Anyone have any success in stopping one of these attacks?
The site I administer must have got on one of those sites where people can complete CAPTCHAS to get paid or see porn. I've been reading about these all day since it's the first I have heard about them having never been nabbed by one in the past few years.
Spam user accounts are being created at a rate of about 30 per hour. Then each account manages to create about 5-10 spam blog posts per hour. This site is already using a free Mollom account as a spam and quality control service, but Mollom isn't blocking the user creation very well and they are real people behind the keys anyway.
The IP addresses are from all over, like India, Estonia, France, Philippines, Brunei Darusalam, and the US, so it doesn't make any sense to block specific geographic IP addresses. The spam email addresses being used have no rhythm that I can predict so I can't successfully block them that way.
Manually moderating user submissions doesn't make any sense for this community website, since the admins would never find the real users amid the hundreds of CAPTCHA-porn user accounts. For now, I have stopped all public registration of the site. I've had the registration switched off for three days and I set it back to our normal public registration and the waves of spam picked right up where they left off.

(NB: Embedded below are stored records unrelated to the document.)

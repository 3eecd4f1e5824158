//! Run configuration, threaded explicitly into every entry point.

use serde::Deserialize;
use std::collections::BTreeMap;
use std::fs;
use std::io;
use std::path::{Path, PathBuf};
use thiserror::Error;

#[derive(Error, Debug)]
pub enum ConfigError {
    #[error("Could not read configuration file {path}: {source}")]
    Io {
        path: PathBuf,
        #[source]
        source: io::Error,
    },
    #[error("Invalid configuration: {0}")]
    Toml(#[from] toml::de::Error),
    #[error("Invalid configuration value: {0}")]
    Invalid(String),
}

#[derive(Debug, Clone, Default, Deserialize, PartialEq)]
#[serde(default, deny_unknown_fields)]
pub struct RunConfig {
    pub munge: MungeConfig,
    pub annotate: AnnotateConfig,
    pub reference: ReferenceConfig,
}

#[derive(Debug, Clone, Deserialize, PartialEq)]
#[serde(default, deny_unknown_fields)]
pub struct MungeConfig {
    /// P-value below which a row counts as significant in the run report.
    pub significance_threshold: f64,
    /// Compress and range-index the canonical table after writing it.
    pub build_index: bool,
    /// Field separator of the raw input; detected from the first line when unset.
    pub separator: Option<char>,
    pub skip_rows: usize,
    /// Lines starting with this character are skipped.
    pub comment: Option<char>,
    /// Force gzip decoding on or off; sniffed from the file when unset.
    pub gzipped: Option<bool>,
}

impl Default for MungeConfig {
    fn default() -> Self {
        Self {
            significance_threshold: 5e-8,
            build_index: true,
            separator: None,
            skip_rows: 0,
            comment: None,
            gzipped: None,
        }
    }
}

#[derive(Debug, Clone, Deserialize, PartialEq, Eq)]
#[serde(default, deny_unknown_fields)]
pub struct AnnotateConfig {
    /// Width of one range query, in (synthetic) base pairs.
    pub window: u64,
    /// Number of input rows held in memory at once.
    pub read_chunk_rows: usize,
    pub overwrite: bool,
    pub remove_failed: bool,
}

impl Default for AnnotateConfig {
    fn default() -> Self {
        Self {
            window: 2_000_000,
            read_chunk_rows: 100_000,
            overwrite: false,
            remove_failed: false,
        }
    }
}

#[derive(Debug, Clone, Deserialize, PartialEq, Eq)]
#[serde(default, deny_unknown_fields)]
pub struct ReferenceConfig {
    pub release: String,
    pub out_dir: PathBuf,
    pub compress: bool,
    /// Extra contig name → chromosome label mappings. Labels outside 1..22, X, Y
    /// are ignored.
    pub contig_aliases: BTreeMap<String, String>,
}

impl Default for ReferenceConfig {
    fn default() -> Self {
        Self {
            release: "b156".to_string(),
            out_dir: PathBuf::from("."),
            compress: true,
            contig_aliases: BTreeMap::new(),
        }
    }
}

impl RunConfig {
    pub fn from_toml_str(text: &str) -> Result<Self, ConfigError> {
        let config: RunConfig = toml::from_str(text)?;
        config.validate()?;
        Ok(config)
    }

    pub fn from_toml_file(path: &Path) -> Result<Self, ConfigError> {
        let text = fs::read_to_string(path).map_err(|source| ConfigError::Io {
            path: path.to_path_buf(),
            source,
        })?;
        Self::from_toml_str(&text)
    }

    pub fn validate(&self) -> Result<(), ConfigError> {
        let threshold = self.munge.significance_threshold;
        if !(threshold > 0.0 && threshold < 1.0) {
            return Err(ConfigError::Invalid(format!(
                "munge.significance_threshold must lie in (0, 1), got {threshold}"
            )));
        }
        if self.annotate.window == 0 {
            return Err(ConfigError::Invalid(
                "annotate.window must be positive".to_string(),
            ));
        }
        if self.annotate.read_chunk_rows == 0 {
            return Err(ConfigError::Invalid(
                "annotate.read_chunk_rows must be positive".to_string(),
            ));
        }
        if self.reference.release.trim().is_empty() {
            return Err(ConfigError::Invalid(
                "reference.release must not be empty".to_string(),
            ));
        }
        Ok(())
    }
}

CAPTCHA.net seems to think it's a pretty small threat, but it doesn't make it any less annoying to admins trying to keep the site content at a high quality:
It is sometimes rumored that spammers are using pornographic sites to solve CAPTCHAs: the CAPTCHA images are sent to a porn site, and the porn site users are asked to solve the CAPTCHA before being able to see a pornographic image. This is not a security concern for CAPTCHAs. While it might be the case that some spammers use porn sites to attack CAPTCHAs, the amount of damage this can inflict is tiny (so tiny that we haven't even noticed a dent!). Whereas it is trivial to write a bot that abuses an unprotected site millions of times a day, redirecting CAPTCHAs to be solved by humans viewing pornography would only allow spammers to abuse systems a few thousand times per day. The economics of this attack just don't add up: every time a porn site shows a CAPTCHA before a porn image, they risk losing a customer to another site that doesn't do this.
That's fine insight, but I'm still being porn attacked. Anyone have any tactic I can deploy to stop this madness?
Comments
Followup
Follow up on this with the issue in Mollom's tracker:
http://drupal.org/node/632288
I'll assume these are bots,
I'll assume these are bots, and not actual human spammers.
Do you currently require users to validate their email in combination with Captcha? I don't know if that route would work for your site. Sometimes admins are reluctant to add this step as it does add an extra step to the registration process.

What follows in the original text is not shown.